Lugton railway station was a railway station serving the hamlet of Lugton, East Ayrshire, Scotland. The station was originally part of the Glasgow, Barrhead and Kilmarnock Joint Railway.

==History==
The station opened on 27 March 1871, and closed permanently to passengers on 7 November 1966.

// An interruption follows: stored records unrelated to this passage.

//! HTML views for rendered repository content
//!
//! These functions only build markup. Fetching, redaction and caching are
//! done by the engine; everything here is a pure function of its inputs.

use html_escape::{encode_double_quoted_attribute, encode_text};
use serde::{Deserialize, Serialize};

use crate::{EntryKind, MimeType, TreeEntry};

/// Files larger than this are never fetched or redacted.
pub const DEFAULT_MAX_FILE_SIZE: u64 = 1_000_000;

/// Servable output of a render: bytes plus the declared content type.
#[derive(Debug, Clone, PartialEq, Eq, Serialize, Deserialize)]
pub struct RenderedPage {
    pub bytes: Vec<u8>,
    pub content_type: MimeType,
}

impl RenderedPage {
    pub fn new(bytes: Vec<u8>, content_type: MimeType) -> Self {
        Self {
            bytes,
            content_type,
        }
    }

    pub fn html(markup: String) -> Self {
        Self::new(markup.into_bytes(), MimeType::Html)
    }

    pub fn empty() -> Self {
        Self::new(Vec::new(), MimeType::Html)
    }

    /// Lossy text view of the bytes, for logging and tests.
    pub fn text(&self) -> String {
        String::from_utf8_lossy(&self.bytes).into_owned()
    }
}

/// What a single file renders to.
#[derive(Debug, Clone, PartialEq, Eq)]
pub enum FileView {
    /// Markdown already converted to (redacted) HTML.
    Markdown { html: String },
    /// Reference to an image hosted at its origin. Bytes are never proxied.
    Image { name: String, src: String },
    /// Redacted text shown preformatted.
    Text { content: String },
    /// Commit patch shown preformatted.
    Patch { sha: String, patch: String },
    Oversized {
        name: String,
        size: u64,
        download_url: String,
    },
    Unsupported { name: String },
}

impl FileView {
    pub fn fragment(&self) -> String {
        match self {
            FileView::Markdown { html } => format!("<div class=\"markdown-body\">{}</div>", html),
            FileView::Image { name, src } => format!(
                "<div class=\"image\"><img src=\"{}\" alt=\"{}\"></div>",
                encode_double_quoted_attribute(src),
                encode_double_quoted_attribute(name)
            ),
            FileView::Text { content } => {
                format!("<pre class=\"file\">{}</pre>", encode_text(content))
            }
            FileView::Patch { sha, patch } => format!(
                "<div class=\"commit\"><h2>Commit {}</h2><pre class=\"patch\">{}</pre></div>",
                encode_text(sha),
                encode_text(patch)
            ),
            FileView::Oversized {
                name,
                size,
                download_url,
            } => format!(
                "<div class=\"notice oversized\"><p>The file <strong>{}</strong> is too large to be \
                 anonymized ({}).</p><p><a href=\"{}\">Download {}</a></p></div>",
                encode_text(name),
                human_size(*size),
                encode_double_quoted_attribute(download_url),
                encode_text(name)
            ),
            FileView::Unsupported { name } => format!(
                "<div class=\"notice unsupported\"><p>The file <strong>{}</strong> cannot be \
                 safely anonymized and is not displayed.</p></div>",
                encode_text(name)
            ),
        }
    }
}

/// Location of a page inside an anonymized repository.
#[derive(Debug, Clone, Copy)]
pub struct PageContext<'a> {
    pub repository_id: &'a str,
    /// Absolute URL prefix of the repository, e.g. `/repository/<id>`.
    pub base_url: &'a str,
    pub path: &'a str,
}

impl PageContext<'_> {
    fn breadcrumb(&self) -> String {
        let mut out = format!("<a href=\"{}/\">root</a>", encode_double_quoted_attribute(self.base_url));
        let mut prefix = String::new();
        for segment in self.path.split('/').filter(|s| !s.is_empty()) {
            prefix.push_str(segment);
            prefix.push('/');
            out.push_str(&format!(
                " / <a href=\"{}/{}\">{}</a>",
                encode_double_quoted_attribute(self.base_url),
                encode_double_quoted_attribute(&prefix),
                encode_text(segment)
            ));
        }
        out
    }
}

fn listing_table(ctx: &PageContext<'_>, entries: &[TreeEntry]) -> String {
    let mut rows = String::new();
    for entry in entries {
        let (href, kind, size) = match entry.kind {
            EntryKind::Directory => (format!("{}/{}/", ctx.base_url, entry.path), "dir", String::new()),
            EntryKind::File => (
                format!("{}/{}", ctx.base_url, entry.path),
                "file",
                entry.size.map(human_size).unwrap_or_default(),
            ),
            EntryKind::Commit => (format!("{}/-/commit/{}", ctx.base_url, entry.path), "commit", String::new()),
        };
        rows.push_str(&format!(
            "<tr class=\"{kind}\"><td><a href=\"{}\">{}</a></td><td>{kind}</td><td>{}</td></tr>\n",
            encode_double_quoted_attribute(&href),
            encode_text(&entry.name),
            size
        ));
    }
    format!(
        "<table class=\"listing\">\n<tr><th>Name</th><th>Type</th><th>Size</th></tr>\n{}</table>",
        rows
    )
}

fn layout(title: &str, body: &str) -> String {
    format!(
        "<!DOCTYPE html>\n<html>\n<head>\n<meta charset=\"utf-8\">\n<title>{}</title>\n</head>\n<body>\n{}\n</body>\n</html>\n",
        encode_text(title),
        body
    )
}

/// Browsing page: breadcrumb, optional directory listing, optional body.
pub fn repository_page(ctx: &PageContext<'_>, listing: Option<&[TreeEntry]>, body: Option<&str>) -> String {
    let mut content = format!("<nav class=\"breadcrumb\">{}</nav>\n", ctx.breadcrumb());
    if let Some(entries) = listing {
        content.push_str(&listing_table(ctx, entries));
        content.push('\n');
    }
    if let Some(body) = body {
        content.push_str("<main>");
        content.push_str(body);
        content.push_str("</main>");
    }
    layout(&format!("Anonymous repository {}", ctx.repository_id), &content)
}

pub fn not_found_page(what: &str) -> String {
    layout(
        "Not found",
        &format!(
            "<h1>Not found</h1><p>{} does not exist or is no longer anonymized.</p>",
            encode_text(what)
        ),
    )
}

/// Shown when the remote snapshot cannot be reached.
pub fn unavailable_page(repository_id: &str) -> String {
    layout(
        "Repository temporarily empty",
        &format!(
            "<h1>This repository is temporarily empty</h1><p>The content of {} cannot be \
             retrieved right now. Please try again later.</p>",
            encode_text(repository_id)
        ),
    )
}

pub fn human_size(size: u64) -> String {
    const UNITS: [&str; 4] = ["B", "KB", "MB", "GB"];
    let mut value = size as f64;
    let mut unit = 0;
    while value >= 1000.0 && unit < UNITS.len() - 1 {
        value /= 1000.0;
        unit += 1;
    }
    if unit == 0 {
        format!("{} {}", size, UNITS[0])
    } else {
        format!("{:.1} {}", value, UNITS[unit])
    }
}

#[cfg(test)]
mod tests {
    use super::*;

    fn ctx() -> PageContext<'static> {
        PageContext {
            repository_id: "abc",
            base_url: "/repository/abc",
            path: "src/",
        }
    }

    #[test]
    fn test_text_fragment_is_escaped() {
        let view = FileView::Text {
            content: "<script>alert(1)</script>".to_string(),
        };
        let html = view.fragment();
        assert!(html.contains("&lt;script&gt;"));
        assert!(!html.contains("<script>"));
    }

    #[test]
    fn test_oversized_fragment_mentions_name_and_link() {
        let view = FileView::Oversized {
            name: "dump.sql".to_string(),
            size: 2_000_000,
            download_url: "https://example.org/dump.sql".to_string(),
        };
        let html = view.fragment();
        assert!(html.contains("dump.sql"));
        assert!(html.contains("href=\"https://example.org/dump.sql\""));
        assert!(html.contains("2.0 MB"));
    }

    #[test]
    fn test_listing_links_directories_with_trailing_slash() {
        let entries = vec![
            TreeEntry {
                name: "lib".to_string(),
                path: "src/lib".to_string(),
                kind: EntryKind::Directory,
                size: None,
            },
            TreeEntry {
                name: "main.rs".to_string(),
                path: "src/main.rs".to_string(),
                kind: EntryKind::File,
                size: Some(1200),
            },
        ];
        let page = repository_page(&ctx(), Some(&entries), None);
        assert!(page.contains("href=\"/repository/abc/src/lib/\""));
        assert!(page.contains("href=\"/repository/abc/src/main.rs\""));
        assert!(page.contains("1.2 KB"));
        assert!(page.contains("<a href=\"/repository/abc/src/\">src</a>"));
    }

    #[test]
    fn test_not_found_and_unavailable_differ() {
        assert_ne!(not_found_page("abc"), unavailable_page("abc"));
        assert!(unavailable_page("abc").contains("temporarily empty"));
    }

    #[test]
    fn test_human_size() {
        assert_eq!(human_size(999), "999 B");
        assert_eq!(human_size(1_500), "1.5 KB");
        assert_eq!(human_size(2_000_000), "2.0 MB");
    }
}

Today the line still open as part of the Glasgow South Western Line.

==Current operations==
Today the line to Beith (now singled and heavily overgrown) is still in existence until just before the site of Barrmill railway station, where it then heads south along the original route of the Lanarkshire and Ayrshire Railway until it reaches DM Beith. DM Beith reportedly no longer require the rail connection and its removal at Lugton has allowed an extension of the proposed dynamic loop on the Glasgow South Western Line, which had been planned to run only between Dunlop and Stewarton stations. The loop allows half-hourly services to run between Glasgow and Kilmarnock.

The new 5 1/3-mile double-track loop portion was duly commissioned in September 2009, with the old Beith line disconnected as part of the work. The section is under the control of Lugton signal box and is designed for bi-directional operation.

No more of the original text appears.